[[ Data to process, beginning ]]
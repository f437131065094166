//! styleguard CLI library — exposed for integration tests

pub mod init;
pub mod output;

use anyhow::Result;
use clap::{Parser, Subcommand, ValueEnum};
use colored::Colorize;
use std::path::{Path, PathBuf};
use std::time::Instant;
use styleguard_core::{find_repo_root, run_audit, Config, FailOn, ResolvedOptions};

#[derive(Parser)]
#[command(name = "styleguard")]
#[command(about = "Incremental CSS audit with baseline suppression", long_about = None)]
#[command(version = styleguard_core::VERSION)]
pub struct Cli {
    #[command(subcommand)]
    pub command: Option<Commands>,

    /// Repository to audit (default: current directory)
    pub path: Option<PathBuf>,

    /// Audit only files changed since the comparison ref
    #[arg(long)]
    pub changed: bool,

    /// Comparison ref for --changed (default: from config, else "main")
    #[arg(long)]
    pub since: Option<String>,

    /// Allow-list glob pattern (repeatable)
    #[arg(long)]
    pub include: Vec<String>,

    /// Deny-list glob pattern (repeatable)
    #[arg(long)]
    pub exclude: Vec<String>,

    /// Run only these tools (comma-separated ids)
    #[arg(long, value_delimiter = ',')]
    pub tools: Option<Vec<String>>,

    /// Skip these tools (comma-separated ids)
    #[arg(long, value_delimiter = ',')]
    pub skip_tools: Vec<String>,

    /// Baseline file path (default: from config)
    #[arg(long)]
    pub baseline: Option<PathBuf>,

    /// Disable baseline filtering entirely
    #[arg(long)]
    pub no_baseline: bool,

    /// Refresh the baseline from this run's findings
    #[arg(long)]
    pub update_baseline: bool,

    /// Override safety interlocks (e.g. baseline refresh in changed mode)
    #[arg(long)]
    pub force: bool,

    /// Allow fix-category tools to run
    #[arg(long)]
    pub force_fix: bool,

    /// Severity threshold for a non-zero exit code
    #[arg(long, value_enum)]
    pub fail_on: Option<FailOnArg>,

    /// Shorthand for --fail-on warn
    #[arg(long)]
    pub strict: bool,

    /// Write the JSON report to this path
    #[arg(long)]
    pub output: Option<PathBuf>,

    /// Stdout rendering format
    #[arg(long, value_enum, default_value = "pretty")]
    pub format: OutputFormat,

    /// Write an HTML report to this path
    #[arg(long)]
    pub html: Option<PathBuf>,

    /// Suppress progress output (CI mode)
    #[arg(long)]
    pub quiet: bool,
}

#[derive(Subcommand)]
pub enum Commands {
    /// Write a starter .styleguard.toml
    Init {
        /// Directory to initialize (default: current directory)
        path: Option<PathBuf>,
    },
}

#[derive(Debug, Clone, Copy, PartialEq, Eq, ValueEnum)]
pub enum OutputFormat {
    Pretty,
    Json,
    Junit,
}

#[derive(Debug, Clone, Copy, ValueEnum)]
pub enum FailOnArg {
    Error,
    Warn,
    Info,
    Never,
}

impl From<FailOnArg> for FailOn {
    fn from(value: FailOnArg) -> Self {
        match value {
            FailOnArg::Error => FailOn::Error,
            FailOnArg::Warn => FailOn::Warn,
            FailOnArg::Info => FailOn::Info,
            FailOnArg::Never => FailOn::Never,
        }
    }
}

/// Merge CLI flags over configuration defaults.
pub fn resolve_options(cli: &Cli, config: &Config, root: &Path) -> ResolvedOptions {
    let mut options = ResolvedOptions::from_config(config, root);

    options.changed = cli.changed;
    if let Some(since) = &cli.since {
        options.since = since.clone();
    }
    options.include = cli.include.clone();
    options.exclude = cli.exclude.clone();
    options.tools = cli.tools.clone();
    options.skip_tools = cli.skip_tools.clone();

    if cli.no_baseline {
        options.baseline_path = None;
    } else if let Some(path) = &cli.baseline {
        options.baseline_path = Some(if path.is_absolute() {
            path.clone()
        } else {
            root.join(path)
        });
    }
    options.update_baseline = cli.update_baseline;
    options.force = cli.force;
    options.force_fix = cli.force_fix;

    // Explicit --fail-on wins over --strict.
    if let Some(fail_on) = cli.fail_on {
        options.fail_on = fail_on.into();
    } else if cli.strict {
        options.fail_on = FailOn::Warn;
    }

    options.output = cli.output.clone();
    options.html = cli.html.clone();
    options.quiet = cli.quiet;

    options
}

/// Run the audit and render the result. Returns the process exit code.
pub fn run(cli: &Cli) -> Result<i32> {
    let start = Instant::now();

    let start_dir = cli.path.clone().unwrap_or_else(|| PathBuf::from("."));
    let root = find_repo_root(&start_dir);
    let config = match Config::find_and_load(&root) {
        Ok(config) => config,
        Err(e) => {
            // Bad configuration degrades to defaults, never aborts the run.
            if !cli.quiet {
                eprintln!(
                    "  {}: could not load .styleguard.toml ({}) — using defaults",
                    "warn".yellow(),
                    e
                );
            }
            Config::default()
        }
    };
    let options = resolve_options(cli, &config, &root);

    if !options.quiet && cli.format == OutputFormat::Pretty {
        eprintln!(
            "{}",
            format!(
                "  styleguard v{} — auditing {}",
                styleguard_core::VERSION,
                root.display()
            )
            .bold()
        );
        eprintln!();
    }

    let outcome = run_audit(&root, &options, &config)?;

    match cli.format {
        OutputFormat::Pretty => {
            if !options.quiet {
                output::terminal::print_report(&outcome.report, start.elapsed());
            }
        }
        OutputFormat::Json => println!("{}", output::json::render(&outcome.report)?),
        OutputFormat::Junit => println!("{}", output::junit::render(&outcome.report)),
    }

    Ok(outcome.exit_code)
}
//! CSS-module location policy
//!
//! CSS modules must live next to the components that own them; a module
//! outside the allowed directory prefixes is a structural violation.

use crate::finding::{Finding, Severity, ToolRunResult};
use crate::targets::FileKind;
use crate::tool::{Tool, ToolContext, ToolScope};
use anyhow::Result;
use serde_json::json;

pub struct ModuleLocationTool;

const ID: &str = "module-location";

impl Tool for ModuleLocationTool {
    fn id(&self) -> &'static str {
        ID
    }

    fn title(&self) -> &'static str {
        "CSS-module location policy"
    }

    fn scope(&self) -> ToolScope {
        ToolScope::Files {
            kinds: &[FileKind::CssModule],
        }
    }

    fn run(&self, ctx: &ToolContext) -> Result<ToolRunResult> {
        let cfg = &ctx.config.tools.module_location;
        let allowed: Vec<String> = cfg
            .allowed_dirs
            .iter()
            .map(|d| format!("{}/", d.trim_end_matches('/')))
            .collect();

        let mut findings = Vec::new();
        for file in &ctx.scoped.files {
            if allowed.iter().any(|prefix| file.starts_with(prefix)) {
                continue;
            }
            findings.push(
                Finding::new(
                    ID,
                    "misplaced-css-module",
                    Severity::Warn,
                    format!(
                        "CSS module outside allowed directories ({})",
                        cfg.allowed_dirs.join(", ")
                    ),
                )
                .with_file(file.clone())
                .with_hint("Move the module next to the component that owns it")
                .with_data(json!({ "allowedDirs": cfg.allowed_dirs }))
                .with_fingerprint("location"),
            );
        }

        Ok(ToolRunResult::from_findings(findings))
    }
}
[[ Data to process, end ]]
Instructions to follow. Look above and return each line of the records exactly, from the very first through the line with "use std::time::Instant;", both included.

Result of the task.
repository f437131065094166
//! styleguard CLI library — exposed for integration tests

pub mod init;
pub mod output;

use anyhow::Result;
use clap::{Parser, Subcommand, ValueEnum};
use colored::Colorize;
use std::path::{Path, PathBuf};
use std::time::Instant;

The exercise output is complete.